In clinical practice, the severity of COVID-19 and other IRDs can often be determined by evaluating the extent of lung involvement15,16. In order to quantitatively assess disease severity, we formulated a set of quantitative features, termed LIFe, which we subsequently utilized to construct a ML model. LIFe calculates the proportion of distinct lesion types, including GGO and consolidations. An added benefit of LIFe is that it eliminates the need for a lobe-specific segmentation mask, as it can be derived directly from the comprehensive lung segmentation mask. Our investigation showed that an ML model trained with LIFe features showed comparable performance to those of DL models. It is noteworthy that most lesions in patients with COVID-19 are typically located in the lower lobe of the lung34,35. Consistently, our study also found that LIFe values for patients with IRDs were higher in the lower lobe than in the upper lobe. In particular, the difference in GGO-related LIFe values between severe and non-severe patients was more marked than the difference in consolidation-related values. This insight guided us towards the development of a severity assessment model premised on measuring the proportion of lesions in bronchopulmonary segments, diverging from DL models that rely on nonlinear features extracted from the entire lung or specific lesions. However, a reliance solely on LIFe values might overlook other radiological features present in CT images. By incorporating DL models into the ML model, we were able to improve our severity assessment performance, as measured by the AUC, from 0.811 to 0.830 for D1, from 0.777 to 0.801 for D2, and from 0.754 to 0.774 for D3, respectively.

However, our approach did not prove effective for patients with BP. Even when incorporating prior information like lung masks, lesion masks, or LIFe values, the model's performance did not differ from DL models using lung-cropped CT images. This can be attributed to our training data being derived from patients with COVID-19, where one severe complication is VP36. Clinically, VP and BP exhibit distinct characteristics such as symptoms, disease severity, and radiological findings, which have been the subject of numerous studies37,38. In fact, we observed that the difference in LIFe values between severe and non-severe patients was smaller in BP patients than in VP patients. Thus, applying a severity assessment model trained on VP patients to BP patients would be unsuitable. Although our investigation featured a multi-institutional and multi-disease validation approach, the model fell short in enhancing performance for patients with BP. This underscores the imperative for cultivating more sophisticated and universally applicable methodologies that could be beneficial to patients with BP as well.
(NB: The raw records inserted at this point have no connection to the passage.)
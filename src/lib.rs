pub mod classify;
pub mod config;
pub mod error;
pub mod health;
pub mod keys;
pub mod models;
pub mod payload;
pub mod proxy;
pub mod scoring;
pub mod selection;
pub mod server;
pub mod store;
pub mod stream;
pub mod transform;
pub mod upstream;
pub mod usage;

use std::sync::Arc;

use reqwest::Client;
use tracing::{info, warn};

pub use config::{DEFAULT_UPSTREAM, SecuritySettings, Settings, SettingsHandle};
pub use error::{PayloadError, ProbeError, ProxyError};
pub use health::{HealthSupervisor, STARTUP_REFRESH_LIMIT, SweepReport};
pub use keys::{KeyRecord, KeyStore, key_id, mask_key};
pub use models::{ModelInfo, ModelType};
pub use proxy::{Gateway, ProxyReply, ProxyRequest, ProxyResponse};
pub use selection::{KeyMode, Strategy};
pub use store::{KeyPersistence, ModelRegistry, SqliteStore, UsageLedger};
pub use upstream::{HttpProbe, UpstreamEndpoint, UpstreamProbe};
pub use usage::{CurrentStats, UsageRecorder};

/// 组装好的网关：key 池、用量回灌、模型登记、健康检查与 SQLite 持久层。
#[derive(Debug, Clone)]
pub struct App {
    pub gateway: Arc<Gateway>,
    pub health: Arc<HealthSupervisor>,
    pub database: Arc<SqliteStore>,
}

impl App {
    pub async fn with_endpoint(upstream: &str, database_path: &str) -> Result<Self, ProxyError> {
        let endpoint = UpstreamEndpoint::parse(upstream)?;
        let client = Client::new();
        let probe = Arc::new(HttpProbe::new(client.clone(), endpoint.clone()));
        Self::with_probe(client, endpoint, database_path, probe).await
    }

    /// 使用给定的探测实现组装，便于替换余额查询。
    pub async fn with_probe(
        client: Client,
        endpoint: UpstreamEndpoint,
        database_path: &str,
        probe: Arc<dyn UpstreamProbe>,
    ) -> Result<Self, ProxyError> {
        let database = Arc::new(SqliteStore::open(database_path).await?);
        let settings = match database.load_settings().await {
            Ok(Some(settings)) => settings,
            Ok(None) => Settings::default(),
            Err(err) => {
                warn!(error = %err, "stored settings are unreadable, using defaults");
                Settings::default()
            }
        };
        let handle = SettingsHandle::new(settings);
        let store = Arc::new(
            KeyStore::load(handle, Arc::clone(&database) as Arc<dyn KeyPersistence>).await?,
        );
        let models = Arc::clone(&database) as Arc<dyn ModelRegistry>;
        let usage = Arc::new(UsageRecorder::new(
            Arc::clone(&database) as Arc<dyn UsageLedger>,
            Arc::clone(&models),
        ));
        let gateway = Arc::new(Gateway::new(
            client,
            endpoint,
            Arc::clone(&store),
            usage,
            Arc::clone(&probe),
            models,
        ));
        let health = Arc::new(HealthSupervisor::new(store, probe));
        info!(upstream = gateway.upstream().as_str(), "gateway ready");

        Ok(Self {
            gateway,
            health,
            database,
        })
    }

    pub fn store(&self) -> &Arc<KeyStore> {
        self.gateway.store()
    }

    /// 替换运行期配置并写入持久层，返回修正后的配置。
    pub async fn update_settings(&self, settings: Settings) -> Result<Settings, ProxyError> {
        let applied = self.store().settings().replace(settings).await;
        self.database.save_settings(&applied).await?;
        self.store().sort_by_priority().await;
        Ok(applied)
    }
}
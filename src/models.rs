//! 模型登记表的数据类型，以及同步 upstream 模型列表时使用的内置目录。

use serde::{Deserialize, Serialize};

/// upstream 上可免费调用的模型。
const FREE_MODELS: &[&str] = &[
    "deepseek-ai/DeepSeek-R1-Distill-Qwen-7B",
    "deepseek-ai/DeepSeek-R1-Distill-Qwen-1.5B",
    "Qwen/Qwen2.5-7B-Instruct",
    "Qwen/Qwen2.5-Coder-7B-Instruct",
    "Qwen/Qwen2-7B-Instruct",
    "Qwen/Qwen2-1.5B-Instruct",
    "THUDM/chatglm3-6b",
    "BAAI/bge-m3",
    "BAAI/bge-reranker-v2-m3",
    "BAAI/bge-large-zh-v1.5",
    "BAAI/bge-large-en-v1.5",
    "netease-youdao/bce-embedding-base_v1",
    "netease-youdao/bce-reranker-base_v1",
    "internlm/internlm2_5-7b-chat",
];

/// 可以用赠送余额支付的模型。
const GIFTABLE_MODELS: &[&str] = &[
    "deepseek-ai/DeepSeek-R1",
    "deepseek-ai/DeepSeek-V3",
    "deepseek-ai/DeepSeek-V2.5",
    "deepseek-ai/deepseek-vl2",
    "deepseek-ai/DeepSeek-R1-Distill-Qwen-32B",
    "deepseek-ai/DeepSeek-R1-Distill-Qwen-14B",
    "Pro/deepseek-ai/DeepSeek-R1-Distill-Qwen-7B",
    "Pro/deepseek-ai/DeepSeek-R1-Distill-Qwen-1.5B",
    "Qwen/QwQ-32B",
    "Qwen/QwQ-32B-Preview",
    "Qwen/Qwen2.5-VL-72B-Instruct",
    "Qwen/Qwen2.5-72B-Instruct-128K",
    "Qwen/Qwen2.5-72B-Instruct",
    "Qwen/Qwen2.5-32B-Instruct",
    "Qwen/Qwen2.5-14B-Instruct",
    "Qwen/Qwen2.5-Coder-32B-Instruct",
    "Qwen/QVQ-72B-Preview",
    "Qwen/Qwen2.5-VL-7B-Instruct",
    "Pro/Qwen/Qwen2.5-Coder-7B-Instruct",
    "Pro/Qwen/Qwen2-VL-7B-Instruct",
    "Pro/Qwen/Qwen2.5-7B-Instruct",
    "Pro/Qwen/Qwen2-7B-Instruct",
    "Pro/Qwen/Qwen2-1.5B-Instruct",
    "internlm/internlm2_5-20b-chat",
    "TeleAI/TeleChat2",
    "Pro/THUDM/glm-4-9b-chat",
    "Pro/BAAI/bge-m3",
    "Pro/BAAI/bge-reranker-v2-m3",
];

/// 已知的推理模型，同步时登记为 `ModelType::Reasoning`。
const REASONING_MODELS: &[&str] = &[
    "Qwen/QwQ-32B-Preview",
    "Qwen/QwQ-32B",
    "deepseek-ai/DeepSeek-R1",
    "deepseek-ai/DeepSeek-R1-Distill-Qwen-14B",
    "deepseek-ai/DeepSeek-R1-Distill-Qwen-32B",
    "deepseek-ai/DeepSeek-R1-Distill-Llama-70B",
    "deepseek-ai/DeepSeek-R1-Distill-Qwen-1.5B",
    "deepseek-ai/DeepSeek-R1-Distill-Qwen-7B",
    "deepseek-ai/DeepSeek-R1-Distill-Llama-8B",
    "Pro/deepseek-ai/DeepSeek-R1-Distill-Qwen-1.5B",
    "Pro/deepseek-ai/DeepSeek-R1-Distill-Qwen-7B",
    "Pro/deepseek-ai/DeepSeek-R1-Distill-Llama-8B",
    "Pro/deepseek-ai/DeepSeek-R1",
];

/// 模型类别。持久层中以 1 到 7 的整数存储。
#[derive(Debug, Clone, Copy, Default, PartialEq, Eq, Serialize, Deserialize)]
#[serde(rename_all = "lowercase")]
pub enum ModelType {
    #[default]
    Chat,
    Image,
    Video,
    Audio,
    Embedding,
    Rerank,
    Reasoning,
}

impl ModelType {
    pub fn code(self) -> i64 {
        match self {
            ModelType::Chat => 1,
            ModelType::Image => 2,
            ModelType::Video => 3,
            ModelType::Audio => 4,
            ModelType::Embedding => 5,
            ModelType::Rerank => 6,
            ModelType::Reasoning => 7,
        }
    }

    /// 未知编码按对话模型处理。
    pub fn from_code(code: i64) -> Self {
        match code {
            2 => ModelType::Image,
            3 => ModelType::Video,
            4 => ModelType::Audio,
            5 => ModelType::Embedding,
            6 => ModelType::Rerank,
            7 => ModelType::Reasoning,
            _ => ModelType::Chat,
        }
    }
}

/// 模型登记表中的一行。
#[derive(Debug, Clone, PartialEq, Serialize, Deserialize)]
pub struct ModelInfo {
    pub id: String,
    #[serde(default)]
    pub model_type: ModelType,
    /// 该模型使用的选 key 策略 id；为空时走默认顺序。
    #[serde(default)]
    pub strategy: Option<u8>,
    #[serde(default)]
    pub is_free: bool,
    #[serde(default)]
    pub is_giftable: bool,
    /// 只读，由成功调用累加。
    #[serde(default)]
    pub call_count: u64,
}

impl ModelInfo {
    pub fn new(id: impl Into<String>, model_type: ModelType) -> Self {
        Self {
            id: id.into(),
            model_type,
            strategy: None,
            is_free: false,
            is_giftable: false,
            call_count: 0,
        }
    }

    /// 从 upstream 模型列表发现的模型，元数据取自内置目录。
    pub fn discovered(id: &str) -> Self {
        let model_type = if REASONING_MODELS.contains(&id) {
            ModelType::Reasoning
        } else {
            ModelType::Chat
        };
        Self {
            is_free: FREE_MODELS.contains(&id),
            is_giftable: GIFTABLE_MODELS.contains(&id),
            ..Self::new(id, model_type)
        }
    }

    pub fn is_reasoning(&self) -> bool {
        self.model_type == ModelType::Reasoning
    }
}

#[cfg(test)]
mod tests {
    use super::*;

    #[test]
    fn type_codes_round_trip_and_default_to_chat() {
        for code in 1..=7 {
            assert_eq!(ModelType::from_code(code).code(), code);
        }
        assert_eq!(ModelType::from_code(42), ModelType::Chat);
        assert_eq!(
            serde_json::to_value(ModelType::Reasoning).unwrap(),
            serde_json::json!("reasoning")
        );
    }

    #[test]
    fn discovered_models_take_catalog_metadata() {
        let qwq = ModelInfo::discovered("Qwen/QwQ-32B");
        assert!(qwq.is_reasoning());
        assert!(qwq.is_giftable);
        assert!(!qwq.is_free);

        let embed = ModelInfo::discovered("BAAI/bge-m3");
        assert_eq!(embed.model_type, ModelType::Chat);
        assert!(embed.is_free);
        assert_eq!(embed.strategy, None);
    }
}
Our study had some limitations. Firstly, while our study includes data from multiple diseases, further validation should be performed on a variety of infectious respiratory diseases to ensure its applicability. Secondly, our research was conducted retrospectively, and prospective validation is required to strengthen its credibility. Thirdly, both internal and external datasets consist solely of patients from South Korea, so additional research is needed to extend its implications to other nations. Lastly, our model's practical utility could be improved if it were able to distinguish between VP and BP using CT images, laboratory findings, or clinicopathological information.

Despite these limitations, our findings have shown that training a DL model on CT images that were masked with either lung or lesion information, and subsequently integrating this with a ML model, significantly enhanced the performance of the severity assessment model for patients with VP. In the future, incorporating additional clinicopathological information such as age, gender, smoking history, or symptoms like cough, fever, and chills, could further improve the model's performance for the severity assessment of patients with IRDs.